■ **AVAILABLE DATA**
Content starts

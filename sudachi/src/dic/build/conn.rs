/*
 *  Copyright (c) 2021 Works Applications Co., Ltd.
 *
 *  Licensed under the Apache License, Version 2.0 (the "License");
 *  you may not use this file except in compliance with the License.
 *  You may obtain a copy of the License at
 *
 *      http://www.apache.org/licenses/LICENSE-2.0
 *
 *   Unless required by applicable law or agreed to in writing, software
 *  distributed under the License is distributed on an "AS IS" BASIS,
 *  WITHOUT WARRANTIES OR CONDITIONS OF ANY KIND, either express or implied.
 *  See the License for the specific language governing permissions and
 *  limitations under the License.
 */

use std::fs::File;
use std::io::{BufReader, Write};
use std::path::Path;

use lazy_static::lazy_static;
use regex::Regex;

use crate::dic::build::error::{BuildFailure, DicCompilationCtx, DicWriteResult};
use crate::dic::build::parse::{it_next, parse_i16};
use crate::error::SudachiResult;

pub struct ConnBuffer {
    matrix: Vec<u8>,
    ctx: DicCompilationCtx,
    line: String,
    num_left: i16,
    num_right: i16,
}

lazy_static! {
    static ref SPLIT_REGEX: Regex = Regex::new(r"\s+").unwrap();
    static ref EMPTY_LINE: Regex = Regex::new(r"^\s*$").unwrap();
}

impl ConnBuffer {
    pub fn new() -> Self {
        Self {
            matrix: Vec::new(),
            ctx: DicCompilationCtx::default(),
            line: String::new(),
            num_left: 0,
            num_right: 0,
        }
    }

    #[allow(unused)]
    pub fn matrix(&self) -> &[u8] {
        &self.matrix
    }

    #[allow(unused)]
    pub fn left(&self) -> i16 {
        self.num_left
    }

    #[allow(unused)]
    pub fn right(&self) -> i16 {
        self.num_right
    }

    pub fn write_to<W: Write>(&self, writer: &mut W) -> SudachiResult<usize> {
        if self.num_left < 0 {
            return num_error("left", self.num_left);
        }

        if self.num_right < 0 {
            return num_error("right", self.num_right);
        }

        writer.write_all(&i16::to_le_bytes(self.num_left))?;
        writer.write_all(&i16::to_le_bytes(self.num_right))?;
        writer.write_all(&self.matrix)?;
        Ok(4 + self.matrix.len())
    }

    pub fn read_file(&mut self, path: &Path) -> SudachiResult<()> {
        let file = File::open(path)?;
        let bufrd = BufReader::with_capacity(32 * 1024, file);
        let filename = path.to_str().unwrap_or("unknown").to_owned();
        let old = self.ctx.set_filename(filename);
        let status = self.read(bufrd);
        self.ctx.set_filename(old);
        status
    }

    pub fn read<R: std::io::BufRead>(&mut self, mut reader: R) -> SudachiResult<()> {
        self.ctx.set_line(0);
        loop {
            let nread = reader.read_line(&mut self.line)?;
            if nread == 0 {
                return self.ctx.err(BuildFailure::Io(std::io::Error::new(
                    std::io::ErrorKind::UnexpectedEof,
                    "connection matrix file ended before the header line was read",
                )));
            }
            self.ctx.add_line(1);
            if !EMPTY_LINE.is_match(&self.line) {
                break;
            }
        }

        let result = self.parse_header();
        let (left, right) = self.ctx.transform(result)?;
        if left < 0 {
            return num_error("left", left);
        }

        if right < 0 {
            return num_error("right", right);
        }

        let size = left as usize * right as usize * 2;
        self.matrix.resize(size, 0);
        self.num_left = left;
        self.num_right = right;

        loop {
            self.line.clear();
            let nread = reader.read_line(&mut self.line)?;
            if nread == 0 {
                break;
            }
            self.ctx.add_line(1);

            if EMPTY_LINE.is_match(&self.line) {
                continue;
            }

            // borrow checker complains when written as a single line
            let status = self.parse_line();
            self.ctx.transform(status)?;
        }

        Ok(())
    }

    fn parse_header(&mut self) -> DicWriteResult<(i16, i16)> {
        let mut items = SPLIT_REGEX.splitn(&self.line.trim(), 2);
        // TODO: fix get_next error message
        let left = it_next(&self.line, &mut items, "left_num", parse_i16)?;
        let right = it_next(&self.line, &mut items, "right_num", parse_i16)?;
        Ok((left, right))
    }

    fn parse_line(&mut self) -> DicWriteResult<()> {
        let mut items = SPLIT_REGEX.splitn(&self.line.trim(), 3);
        let left = it_next(&self.line, &mut items, "left", parse_i16)?;
        let right = it_next(&self.line, &mut items, "right", parse_i16)?;
        let cost = it_next(&self.line, &mut items, "cost", parse_i16)?;
        self.write_elem(left, right, cost)
    }

    fn write_elem(&mut self, left: i16, right: i16, cost: i16) -> DicWriteResult<()> {
        let index = right as usize * self.num_left as usize + left as usize;
        let index = index * 2;
        let bytes = cost.to_le_bytes();
        self.matrix[index] = bytes[0];
        self.matrix[index + 1] = bytes[1];
        Ok(())
    }
}

fn num_error<T>(part: &'static str, value: i16) -> SudachiResult<T> {
    DicCompilationCtx::memory().err(BuildFailure::InvalidConnSize(part, value))
}

#[cfg(test)]
mod test {
    use crate::dic::build::conn::ConnBuffer;
    use crate::dic::connect::ConnectionMatrix;

    #[test]
    fn parse_simple2x2() {
        let data = "
        2 2
        0 0 0
        0 1 1
        1 0 2
        1 1 3";
        let mut parser = ConnBuffer::new();
        parser.read(data.as_bytes()).unwrap();
        let cost = ConnectionMatrix::from_offset_size(
            parser.matrix(),
            0,
            parser.left() as _,
            parser.right() as _,
        )
        .unwrap();
        assert_eq!(cost.cost(0, 0), 0);
        assert_eq!(cost.cost(0, 1), 1);
        assert_eq!(cost.cost(1, 0), 2);
        assert_eq!(cost.cost(1, 1), 3);
    }
}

Content ends

Starting with the first line of the listing, output each line exactly until you have included the one containing "use std::path::Path;".

filename sudachi/src/dic/build/conn.rs
/*
 *  Copyright (c) 2021 Works Applications Co., Ltd.
 *
 *  Licensed under the Apache License, Version 2.0 (the "License");
 *  you may not use this file except in compliance with the License.
 *  You may obtain a copy of the License at
 *
 *      http://www.apache.org/licenses/LICENSE-2.0
 *
 *   Unless required by applicable law or agreed to in writing, software
 *  distributed under the License is distributed on an "AS IS" BASIS,
 *  WITHOUT WARRANTIES OR CONDITIONS OF ANY KIND, either express or implied.
 *  See the License for the specific language governing permissions and
 *  limitations under the License.
 */

use std::fs::File;
use std::io::{BufReader, Write};
use std::path::Path;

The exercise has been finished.